- _Data records_
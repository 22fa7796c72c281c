//! Statistical convergence tests.
//!
//! Each test runs enough trials that the estimate lands well inside the
//! asserted band for any seed; seeds are fixed so failures reproduce.

#![allow(clippy::float_cmp)] // Certain outcomes compare exactly against 0.0 and 1.0

use probsim::experiments::{self, DICE_SUMS};
use probsim::{
    Birthday, DiagnosticTest, Dice, ExecutionMode, MontyHall, SimRng, SimulationRunner, Trial,
};

// ============================================================================
// Dice
// ============================================================================

#[test]
fn dice_distribution_peaks_at_seven() {
    let runner = SimulationRunner::new(1_000_000).expect("valid");
    let table = runner.run(&Dice, &mut SimRng::new(2024)).expect("run");

    assert_eq!(table.total(), 1_000_000);
    assert_eq!(table.mode(), Some(7));
    for (sum, _) in table.iter() {
        assert!(DICE_SUMS.contains(&sum));
    }

    let p7 = table.fraction(&7).expect("non-empty");
    assert!((p7 - 6.0 / 36.0).abs() < 0.01, "P(7) = {p7}");
}

#[test]
fn dice_distribution_is_triangular() {
    let runner = SimulationRunner::new(1_000_000).expect("valid");
    let distribution = experiments::dice_distribution(&runner, &mut SimRng::new(7)).expect("run");

    for (sum, estimate) in &distribution {
        let ways = 6 - (i32::from(*sum) - 7).abs();
        let expected = f64::from(ways) / 36.0;
        assert!(
            (estimate.value() - expected).abs() < 0.005,
            "P({sum}) = {} expected {expected}",
            estimate.value()
        );
    }
}

// ============================================================================
// Birthday
// ============================================================================

#[test]
fn birthday_group_of_23_is_near_half() {
    let runner = SimulationRunner::new(100_000).expect("valid");
    let trial = Birthday::new(23).expect("valid");

    let estimate =
        experiments::birthday_collision(&runner, &trial, &mut SimRng::new(23)).expect("run");

    assert!(
        (0.45..=0.55).contains(&estimate.value()),
        "P(collision) = {}",
        estimate.value()
    );
}

#[test]
fn birthday_extremes_are_certain() {
    let runner = SimulationRunner::new(10_000).expect("valid");
    let mut rng = SimRng::new(1);

    let alone =
        experiments::birthday_collision(&runner, &Birthday::new(1).expect("valid"), &mut rng)
            .expect("run");
    assert_eq!(alone.value(), 0.0);

    let crowd =
        experiments::birthday_collision(&runner, &Birthday::new(366).expect("valid"), &mut rng)
            .expect("run");
    assert_eq!(crowd.value(), 1.0);
}

// ============================================================================
// Monty Hall
// ============================================================================

#[test]
fn switching_wins_two_thirds() {
    let runner = SimulationRunner::new(1_000_000).expect("valid");
    let estimate = experiments::monty_hall(&runner, &mut SimRng::new(3)).expect("run");

    assert!(
        (0.64..=0.69).contains(&estimate.switch.value()),
        "switch = {}",
        estimate.switch.value()
    );
    assert!(
        (0.31..=0.36).contains(&estimate.stay.value()),
        "stay = {}",
        estimate.stay.value()
    );
}

#[test]
fn every_game_has_exactly_one_winner() {
    let mut rng = SimRng::new(33);
    for _ in 0..100_000 {
        let outcome = MontyHall.run(&mut rng);
        assert!(outcome.stay_wins != outcome.switch_wins);
    }
}

// ============================================================================
// Diagnostic Test
// ============================================================================

#[test]
fn diagnostic_precision_is_about_one_in_fifty_one() {
    let runner = SimulationRunner::new(1_000_000).expect("valid");
    let estimate =
        experiments::diagnostic_precision(&runner, &DiagnosticTest::default(), &mut SimRng::new(51))
            .expect("run");

    assert!(estimate.num_diagnosed >= estimate.num_sick);
    assert!(
        (0.015..=0.025).contains(&estimate.precision.value()),
        "precision = {}",
        estimate.precision.value()
    );
}

#[test]
fn forked_estimates_converge_too() {
    let runner = SimulationRunner::new(1_000_000)
        .expect("valid")
        .with_mode(ExecutionMode::Forked { workers: 4 });

    let monty = experiments::monty_hall(&runner, &mut SimRng::new(4)).expect("run");
    assert!((0.64..=0.69).contains(&monty.switch.value()));

    let diagnostic =
        experiments::diagnostic_precision(&runner, &DiagnosticTest::default(), &mut SimRng::new(5))
            .expect("run");
    assert!((0.015..=0.025).contains(&diagnostic.precision.value()));
}

#[test]
fn confidence_interval_covers_true_value() {
    let runner = SimulationRunner::new(200_000).expect("valid");
    let estimate = experiments::monty_hall(&runner, &mut SimRng::new(9)).expect("run");

    // 5 standard errors: a miss would be a ~1e-6 event for this seed.
    let (low, high) = estimate.switch.confidence_interval(5.0);
    assert!(low <= 2.0 / 3.0 && 2.0 / 3.0 <= high);
}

- _What you should do_
Filter the records above for "DiagnosticTest" and copy every matching line.

- _Response for this exercise_
    Birthday, DiagnosticTest, Dice, ExecutionMode, MontyHall, SimRng, SimulationRunner, Trial,
        experiments::diagnostic_precision(&runner, &DiagnosticTest::default(), &mut SimRng::new(51))
        experiments::diagnostic_precision(&runner, &DiagnosticTest::default(), &mut SimRng::new(5))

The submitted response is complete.